By Haitham Tamimi
SOUTH HEBRON HILLS, West Bank, Jan 24 (Reuters) - Home sweet home for Suleiman Hawamdeh, a 73-year-old father of 10, is a deep cave in a barren West Bank hillside separated by a barbed-wire fence from a modern Jewish settlement.
Hawamdeh and 120 other Palestinians inhabit the cluster of caves known locally as Quina Foq, which straddles the so-called "Green Line" that separated the Jewish state and the West Bank before the 1967 Middle East war.
They draw their water from wells and gather wood for cooking much like their ancestors, who first settled here during Ottoman rule more than a century ago.
Quina Foq’s inhabitants eke out a living farming and herding sheep in the rocky hills about 40 km (25 miles) south of the West Bank city of Hebron. Many of the children go to school in the nearest Palestinian town, As-Samu’: an hour’s donkey trek.
The cave dwellers share a satellite dish and a television set, which is powered a few hours each night by a car battery.
Israeli authorities prevent them from building on the land, and the barbed-wire fence, which separates Quina Foq from the Jewish settlement of Shani, limits their access to a nearby forested area where wood for cooking is plentiful.
Hawamdeh and other residents complain about the Israeli restrictions, but say they live in these caves by choice and have no intention of leaving.
"We belong to this land. It’s the land of our ancestors," Hawamdeh said.
His cousin, 31-year-old Ahmad, said: "I can’t live in the city — it’s a big jail. I prefer to be here next to my livestock."
A few hundred yards away, Jewish settlers live in red roof-topped homes, some with backyard swimming pools.
One of the oldest residents of Quina Foq, 70-year-old Yusef Kailil, said his grandfather was among the first Palestinians to settle in the caves in the 1800s.
"I was born here and I will die here," added 60-year-old Mohammad Rawashdeh.
Israel erected the barbed-wire fence about a year ago — an extension of the barrier being built by the Jewish state in and around the West Bank.
In other areas, the barrier — which Israel says helps stop suicide bombers but which Palestinians call an attempt to grab land, is made of concrete.

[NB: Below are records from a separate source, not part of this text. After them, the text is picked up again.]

use std::sync::Arc;
use std::time::Duration;

use chrono::NaiveDate;
use clap::{Parser, Subcommand};
use fhir::FhirClient;
use meld_core::constants::DEFAULT_FHIR_TIMEOUT_SECS;
use meld_core::{
    calculate_score, validate_all, CoreConfig, MeldService, MissingLabPolicy, RawParameters,
};

#[derive(Parser)]
#[command(name = "meld")]
#[command(about = "MELD score calculator (OPTN)")]
struct Cli {
    #[command(subcommand)]
    command: Option<Commands>,
}

#[derive(Subcommand)]
enum Commands {
    /// Calculate a MELD score from lab values
    Score {
        /// Sex: male or female
        #[arg(long)]
        sex: String,
        /// Total bilirubin (mg/dL)
        #[arg(long)]
        bilirubin: f64,
        /// Serum sodium (mEq/L)
        #[arg(long)]
        sodium: f64,
        /// INR
        #[arg(long)]
        inr: f64,
        /// Albumin (g/dL)
        #[arg(long)]
        albumin: f64,
        /// Serum creatinine (mg/dL)
        #[arg(long)]
        creatinine: f64,
        /// Date of birth (YYYY-MM-DD)
        #[arg(long)]
        dob: String,
        /// Two or more dialysis treatments, or 24h of CVVHD, in the prior week
        #[arg(long)]
        dialysis: bool,
        /// Calculate as of this date instead of today (YYYY-MM-DD)
        #[arg(long)]
        today: Option<NaiveDate>,
    },
    /// Fetch a patient's labs from a FHIR server and print the MELD card detail
    Fetch {
        /// FHIR server base URL
        #[arg(long)]
        fhir_server: String,
        /// Patient resource id
        #[arg(long)]
        patient_id: String,
        /// Bearer access token (optional)
        #[arg(long)]
        token: Option<String>,
        /// Feed missing labs to validation as zero instead of blocking the score
        #[arg(long)]
        zero_fill: bool,
        /// Request timeout in seconds
        #[arg(long, default_value_t = DEFAULT_FHIR_TIMEOUT_SECS)]
        timeout: u64,
        /// Calculate as of this date instead of today (YYYY-MM-DD)
        #[arg(long)]
        today: Option<NaiveDate>,
    },
}

fn local_today() -> NaiveDate {
    chrono::Local::now().date_naive()
}

#[tokio::main]
async fn main() -> Result<(), Box<dyn std::error::Error>> {
    let cli = Cli::parse();

    match cli.command {
        Some(Commands::Score {
            sex,
            bilirubin,
            sodium,
            inr,
            albumin,
            creatinine,
            dob,
            dialysis,
            today,
        }) => {
            let today = today.unwrap_or_else(local_today);
            let raw = RawParameters {
                sex,
                bilirubin,
                sodium,
                inr,
                albumin,
                creatinine,
                had_dialysis: dialysis,
                date_of_birth: dob,
            };

            match validate_all(&raw, today) {
                Ok(params) => {
                    let result = calculate_score(&params, today);
                    match result.value() {
                        Some(score) => println!("MELD score: {}", score),
                        None => {
                            for error in result.errors() {
                                eprintln!("Not calculated: {}", error);
                            }
                        }
                    }
                }
                Err(errors) => {
                    for error in errors {
                        eprintln!("Invalid {}: {}", error.field(), error);
                    }
                }
            }
        }
        Some(Commands::Fetch {
            fhir_server,
            patient_id,
            token,
            zero_fill,
            timeout,
            today,
        }) => {
            let policy = if zero_fill {
                MissingLabPolicy::ZeroFill
            } else {
                MissingLabPolicy::Block
            };
            let cfg = CoreConfig::new(Duration::from_secs(timeout), policy)?;
            let client = FhirClient::new(&fhir_server, token, cfg.fhir_timeout())?;
            let service = MeldService::new(Arc::new(cfg));

            let inputs = client.fetch_meld_inputs(&patient_id).await;
            let report = service.report(&inputs, today.unwrap_or_else(local_today));
            println!("{}", report.detail);
        }
        None => {
            println!("Use 'meld --help' for commands");
        }
    }

    Ok(())
}
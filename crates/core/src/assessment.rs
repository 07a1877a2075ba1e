//! Assessment of fetched FHIR inputs.
//!
//! Bridges the fetch layer and the calculator: decides what to do with inputs that could not be
//! fetched, validates the rest and scores the patient both with and without dialysis, since the
//! hook has no reliable dialysis history to choose between them.

use chrono::NaiveDate;
use fhir::{LabCode, MeldInputs};

use crate::config::MissingLabPolicy;
use crate::score::{calculate_score, MeldScore, ScoreResult};
use crate::validation::{validate_all, RawParameters};

/// Result of assessing one patient.
#[derive(Clone, Debug, PartialEq, Eq)]
pub enum MeldAssessment {
    Scored {
        with_dialysis: MeldScore,
        without_dialysis: MeldScore,
    },
    NotScored {
        /// Never empty.
        errors: Vec<String>,
    },
}

impl MeldAssessment {
    pub fn is_scored(&self) -> bool {
        matches!(self, MeldAssessment::Scored { .. })
    }

    pub fn errors(&self) -> &[String] {
        match self {
            MeldAssessment::Scored { .. } => &[],
            MeldAssessment::NotScored { errors } => errors,
        }
    }

    fn not_scored(errors: Vec<String>) -> Self {
        let failure = ScoreResult::failures(errors);
        MeldAssessment::NotScored {
            errors: failure.errors().to_vec(),
        }
    }
}

/// Build validator input from fetched values according to `policy`.
///
/// The dialysis flag is left `false`; [`assess`] scores both cases.
///
/// # Errors
///
/// Under [`MissingLabPolicy::Block`], returns one message per missing input.
pub fn raw_parameters(
    inputs: &MeldInputs,
    policy: MissingLabPolicy,
) -> Result<RawParameters, Vec<String>> {
    if policy == MissingLabPolicy::Block {
        let mut missing: Vec<String> = LabCode::ALL
            .iter()
            .filter(|code| inputs.lab(**code).is_none())
            .map(|code| format!("No {} observation found", code.label().to_lowercase()))
            .collect();
        if inputs.sex.is_none() {
            missing.push("No sex recorded for the patient".into());
        }
        if inputs.date_of_birth.is_none() {
            missing.push("No date of birth recorded for the patient".into());
        }
        if !missing.is_empty() {
            return Err(missing);
        }
    }

    let value = |code: LabCode| inputs.lab(code).map_or(0.0, |lab| lab.value);

    Ok(RawParameters {
        sex: inputs.sex.clone().unwrap_or_default(),
        bilirubin: value(LabCode::TotalBilirubin),
        sodium: value(LabCode::Sodium),
        inr: value(LabCode::Inr),
        albumin: value(LabCode::Albumin),
        creatinine: value(LabCode::Creatinine),
        had_dialysis: false,
        date_of_birth: inputs.date_of_birth.clone().unwrap_or_default(),
    })
}

/// Assess `inputs` as of `today`.
pub fn assess(inputs: &MeldInputs, policy: MissingLabPolicy, today: NaiveDate) -> MeldAssessment {
    let raw = match raw_parameters(inputs, policy) {
        Ok(raw) => raw,
        Err(missing) => {
            tracing::info!(?missing, "MELD inputs incomplete");
            return MeldAssessment::not_scored(missing);
        }
    };

    let params = match validate_all(&raw, today) {
        Ok(params) => params,
        Err(errors) => {
            tracing::info!(?errors, "MELD inputs failed validation");
            return MeldAssessment::not_scored(errors.iter().map(ToString::to_string).collect());
        }
    };

    let with_dialysis = calculate_score(&params.with_dialysis(true), today);
    let without_dialysis = calculate_score(&params.with_dialysis(false), today);

    match (with_dialysis.value(), without_dialysis.value()) {
        (Some(with_dialysis), Some(without_dialysis)) => MeldAssessment::Scored {
            with_dialysis,
            without_dialysis,
        },
        _ => {
            let mut errors = with_dialysis.errors().to_vec();
            for error in without_dialysis.errors() {
                if !errors.contains(error) {
                    errors.push(error.clone());
                }
            }
            MeldAssessment::not_scored(errors)
        }
    }
}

Palestinian residents of Quina Foq say they have mixed feelings about the fence. On the downside, it prevents them from freely accessing the forested area below Shani as they have for generations.
But it also keeps the settlers at a distance, which has helped reduce the occasional hostilities which took place before it was erected.
60 METRES DEEP
The typical Quina Foq cave is 60 metres (197 feet) deep. The opening is carved from stone.
The caves are divided into three areas: a living space, a storage area and a kitchen.
Residents of the caves sleep on blankets and mattresses on the rocky floor. There is no running water and no electricity. They have no furniture and, apart from the shared television, no modern appliances.
In winter, they keep warm in the caves with small wood fires.
They say they sleep outdoors during summer to avoid snakes and scorpions that seek shelter from the heat.
Quina Foq has four water tanks, one for the people and three for their animals, which live in the caves during winter.
"We have water problems during the summer. We don’t have other alternatives," said Mosa Rawashdeh, 27.
Beside the caves, the only permanent structure is a tent that serves as the television room. The Israeli army has told them to take the tent down because building on the land is prohibited.
"They are living in crisis," said Abdul Hadi Hantash, who handles land issues for the municipality of Hebron.
An Israeli army spokesman said the army was working with regional planning authorities, issuing orders to remove "illegal structures" in the West Bank built both by Palestinians and Israelis.
Israeli authorities occasionally allow one Palestinian with a donkey cart to cross the barbed-wire fence and gather branches that have fallen from the trees near Shani.
The Palestinians complain that they are required to gather all of the fallen wood, whether it is good for cooking or not.